Monday, March 24, 2008
"Windy City ComDICKS"
Much less of a blog, much more of a rant...
I recently had the opportunity to tour the great city of Chicago. By and large, the people seemed to be friendly, mild-mannered and less concerned with making it than they were about being content. I dug it.
Looking back, there weren't many snags in the trip; however, one event does stand out... Almost getting my ass kicked in a comic shop in boys' town. Boys' town comic store, be proud, you're the first in a series of jerks and awkward circumstances that showcase my innate and uncanny ability to attract bad luck. Boys' town comic store, you're reason #1, why the world thinks "I'm the asshole."
It was a little over thirty degrees out and two friends and I were walking down Clark street in Chicago. It was about my third day in the city and so far things were going well. I had seen a lot of cool things and met a lot of cool people. Chicago was nice. There was still way more to see and experience though and my guides were determined to show me everything that this city had to offer.
On our way to more sight-seeing, one of my friends had to swing by her workplace and take care of some paperwork. She ran in and took care of business and we were on our way.
She works near what's known by the locals as "boys' town," a place where male mannequins sporting fishnets and leather suits are not completely uncommon. Heading back to the train, it was inevitable that we took a stroll through this unique little community; it was here where we would come across a little gem of a comic shop.
Now, I'll retain its anonymity, for the sake of saving face, but suffice it to say that this place has every potential to be rad. On coming in, I first noticed the stacks and stacks of carefully placed books and illustrations that harken back to every cool indie comic or record store you've ever seen. The clientele was your standard 40:1, male to female, comic-going ratio. I had to get a photo.
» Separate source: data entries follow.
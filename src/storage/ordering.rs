//! Presentation order for stored phrases.
//!
//! Phrases are shown newest first. Storage appends in insertion order, so the
//! list is re-sorted on every read.

use crate::domain::Phrase;
use std::cmp::Reverse;

/// Sorts phrases by `created_at`, newest first.
///
/// The sort is stable: phrases created in the same millisecond keep their
/// stored relative order.
///
/// # Examples
///
/// ```
/// use phrasekeeper::domain::Phrase;
/// use phrasekeeper::storage::sort_newest_first;
///
/// let mut phrases = vec![Phrase::new("old", "old one", 1), Phrase::new("new", "new one", 2)];
/// sort_newest_first(&mut phrases);
/// assert_eq!(phrases[0].id, "new");
/// ```
pub fn sort_newest_first(phrases: &mut [Phrase]) {
    phrases.sort_by_key(|phrase| Reverse(phrase.created_at));
}

#[cfg(test)]
mod tests {
    use super::*;

    #[test]
    fn ties_keep_stored_order() {
        let mut phrases = vec![
            Phrase::new("a", "first", 5),
            Phrase::new("b", "second", 9),
            Phrase::new("c", "third", 5),
        ];
        sort_newest_first(&mut phrases);
        let ids: Vec<&str> = phrases.iter().map(|p| p.id.as_str()).collect();
        assert_eq!(ids, ["b", "a", "c"]);
    }
}
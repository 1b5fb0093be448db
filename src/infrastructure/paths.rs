//! Path utilities for locating the data directory.
//!
//! Environment lookups are split from the pure path logic so the rules can be
//! tested without touching the process environment.

use std::env;
use std::path::PathBuf;

const APP_DIR: &str = "phrasekeeper";

/// Returns the directory phrase data and logs are stored in.
///
/// Resolution order:
/// 1. `$XDG_DATA_HOME/phrasekeeper` when `XDG_DATA_HOME` is set and non-empty
/// 2. `$HOME/.local/share/phrasekeeper`
/// 3. `./phrasekeeper` when neither variable is available
#[must_use]
pub fn default_data_dir() -> PathBuf {
    resolve_data_dir(
        env::var("XDG_DATA_HOME").ok().as_deref(),
        env::var("HOME").ok().as_deref(),
    )
}

fn resolve_data_dir(xdg_data_home: Option<&str>, home: Option<&str>) -> PathBuf {
    if let Some(xdg) = xdg_data_home.filter(|s| !s.is_empty()) {
        return PathBuf::from(xdg).join(APP_DIR);
    }
    home.filter(|s| !s.is_empty()).map_or_else(
        || PathBuf::from(APP_DIR),
        |home| PathBuf::from(home).join(".local").join("share").join(APP_DIR),
    )
}

/// Expands a leading `~` to the current user's home directory.
///
/// Paths without a leading `~`, and all paths when `$HOME` is unset, are
/// returned unchanged.
///
/// # Examples
///
/// ```
/// use phrasekeeper::infrastructure::expand_tilde;
///
/// assert_eq!(expand_tilde("/absolute/path"), "/absolute/path");
/// assert_eq!(expand_tilde("relative/~"), "relative/~");
/// ```
#[must_use]
pub fn expand_tilde(path: &str) -> String {
    expand_tilde_with(path, env::var("HOME").ok().as_deref())
}

fn expand_tilde_with(path: &str, home: Option<&str>) -> String {
    let Some(home) = home.filter(|h| !h.is_empty()) else {
        return path.to_string();
    };

    if path == "~" {
        home.to_string()
    } else if let Some(rest) = path.strip_prefix("~/") {
        format!("{}/{rest}", home.trim_end_matches('/'))
    } else {
        path.to_string()
    }
}
//! JSON file-based key-value backend.
//!
//! All entries live in one human-readable JSON file. Writes go to a temporary
//! file that is then renamed over the target, so the file on disk is never
//! half-written.
//!
//! # Performance Characteristics
//!
//! - **Read**: O(1) - the file is loaded into memory once
//! - **Write**: O(n) - every mutation rewrites the whole file
//! - **Best for**: a few keys holding modest values, infrequent writes

use crate::domain::error::{PhraseError, Result};
use crate::storage::backend::KeyValueStore;
use serde::{Deserialize, Serialize};
use std::collections::BTreeMap;
use std::path::{Path, PathBuf};

/// On-disk container format.
#[derive(Debug, Clone, Serialize, Deserialize)]
struct StorageData {
    /// Version of the file format.
    version: u32,

    /// Stored values by key.
    #[serde(default)]
    entries: BTreeMap<String, String>,
}

impl Default for StorageData {
    fn default() -> Self {
        Self {
            version: 1,
            entries: BTreeMap::new(),
        }
    }
}

/// JSON file key-value backend.
///
/// The whole map is kept in memory and persisted after every mutation. A
/// mutation whose write fails is rolled back, so memory never holds data the
/// file does not.
///
/// # File Format
///
/// ```json
/// {
///   "version": 1,
///   "entries": {
///     "phrasekeeper:phrases": "[{\"id\":\"1\",\"text\":\"Hello\",\"createdAt\":100}]"
///   }
/// }
/// ```
#[derive(Debug)]
pub struct JsonFileStore {
    /// Path to the JSON file on disk.
    file_path: PathBuf,

    /// In-memory copy, loaded on creation.
    data: StorageData,
}

impl JsonFileStore {
    /// Opens the store at `file_path`, creating parent directories as needed.
    ///
    /// A missing file is treated as an empty store; it is created on first write.
    ///
    /// # Errors
    ///
    /// Returns an error if:
    /// - Parent directory creation fails
    /// - The file exists but contains invalid JSON
    /// - File permissions prevent reading
    ///
    /// # Examples
    ///
    /// ```no_run
    /// use phrasekeeper::storage::JsonFileStore;
    /// use std::path::PathBuf;
    ///
    /// let store = JsonFileStore::new(PathBuf::from("/tmp/phrases.json"))?;
    /// # Ok::<(), Box<dyn std::error::Error>>(())
    /// ```
    pub fn new(file_path: PathBuf) -> Result<Self> {
        tracing::debug!(path = ?file_path, "initializing JSON store");

        if let Some(parent) = file_path.parent() {
            if !parent.as_os_str().is_empty() {
                std::fs::create_dir_all(parent)?;
            }
        }

        let data = if file_path.exists() {
            Self::load_from_file(&file_path)?
        } else {
            tracing::debug!("no existing file, starting empty");
            StorageData::default()
        };

        tracing::debug!(entry_count = data.entries.len(), "JSON store initialized");

        Ok(Self {
            file_path,
            data,
        })
    }

    /// Path of the backing file.
    #[must_use]
    pub fn path(&self) -> &Path {
        &self.file_path
    }

    fn load_from_file(path: &Path) -> Result<StorageData> {
        let contents = std::fs::read_to_string(path)?;
        let data: StorageData = serde_json::from_str(&contents)
            .map_err(|e| PhraseError::Storage(format!("failed to parse JSON: {e}")))?;

        tracing::debug!(
            version = data.version,
            entries = data.entries.len(),
            "loaded store data"
        );

        Ok(data)
    }

    /// Writes the map via temp file and rename.
    fn save_to_file(&self) -> Result<()> {
        let json = serde_json::to_string_pretty(&self.data)
            .map_err(|e| PhraseError::Storage(format!("failed to serialize JSON: {e}")))?;

        let tmp_path = self.file_path.with_extension("tmp");
        std::fs::write(&tmp_path, json)?;
        if let Err(e) = std::fs::rename(&tmp_path, &self.file_path) {
            let _ = std::fs::remove_file(&tmp_path);
            return Err(e.into());
        }

        tracing::debug!(path = ?self.file_path, "store saved");
        Ok(())
    }

    /// Applies `mutate` to the entries and persists them, restoring the
    /// previous entries if the write fails.
    fn write_through(&mut self, mutate: impl FnOnce(&mut BTreeMap<String, String>)) -> Result<()> {
        let previous = self.data.entries.clone();
        mutate(&mut self.data.entries);

        if let Err(e) = self.save_to_file() {
            tracing::warn!(error = %e, "store write failed, rolling back");
            self.data.entries = previous;
            return Err(e);
        }
        Ok(())
    }
}

impl KeyValueStore for JsonFileStore {
    fn get_item(&self, key: &str) -> Result<Option<String>> {
        Ok(self.data.entries.get(key).cloned())
    }

    fn set_item(&mut self, key: &str, value: &str) -> Result<()> {
        let _span = tracing::debug_span!("json_set_item", key = %key, value_len = value.len()).entered();

        self.write_through(|entries| {
            entries.insert(key.to_string(), value.to_string());
        })
    }

    fn remove_item(&mut self, key: &str) -> Result<()> {
        let _span = tracing::debug_span!("json_remove_item", key = %key).entered();

        if !self.data.entries.contains_key(key) {
            return Ok(());
        }
        self.write_through(|entries| {
            entries.remove(key);
        })
    }

    fn clear(&mut self) -> Result<()> {
        let _span = tracing::debug_span!("json_clear", entry_count = self.data.entries.len()).entered();

        self.write_through(BTreeMap::clear)
    }
}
Almost as soon as the shutter released I pulled my eyes away from the viewfinder only to meet eyes with the proprietor of this fine establishment. He spoke with a loud, booming (nasaly) whine:
"Excuse me, what are you doing?"
I stood there dumbfounded and his tone immediately gained more anger.
"You should probably ask before you start snapping pictures, huh?"
"I'm sorry, I'm just a fan of comic shops"
"Yeah. We should probably ask before snapping pictures, huh?"
"Sorry. Can I ..."
"--What are they for?!"
"I don't know, personal use? I'm just a fan of comic sho..."
"Personal use for what?!"
Spandex, bicyclist man turns around from reading his latest editon of whatever and lets out a shout from across the room.
"What, ya never seen a comic book shop before?!"
"I'm just a fan of comic shops."
Suddenly all eyes are on me and the people I came in with are deep into the comics that were closest to them and are doing everything they can not to laugh hysterically. I am soo confused and yet can sense the tension in the air. It's so thick it's nearly palpable. No one's saying a thing and the daggers are practically piercing my skin.
"How 'bout we stop snapping pictures."
I sneak away toward the back of the room and try to ignore the fact that I've just become the jock that was thrown into the geek den... I spot a cool cover and barely touch the corner of the light leaf before [dunk, dunk, dunk...] the display falls to the floor. The only sound is a kind of silent, growing fury. I dare not look up. I'm immediately in shock. I just grab the comics, stand back up quickly and scurry to fix the display. Instantly, I realize that it's time to go. My friends are busting up a little and I've got this awkward smirk/terror on my face [what an asshole].
We head toward the door and as the door opens and we're leaving, I make one last attempt to make amends, I look toward the man that started this all.
"You have a good one..."
He just glared back, as if I were both the spawn of Hitler and the Riddler. It was clear that I was no longer welcome anywhere in or around the comic shop.
Comic Shop in boys' town, you're reason #1: why the world thinks "I'm the asshole."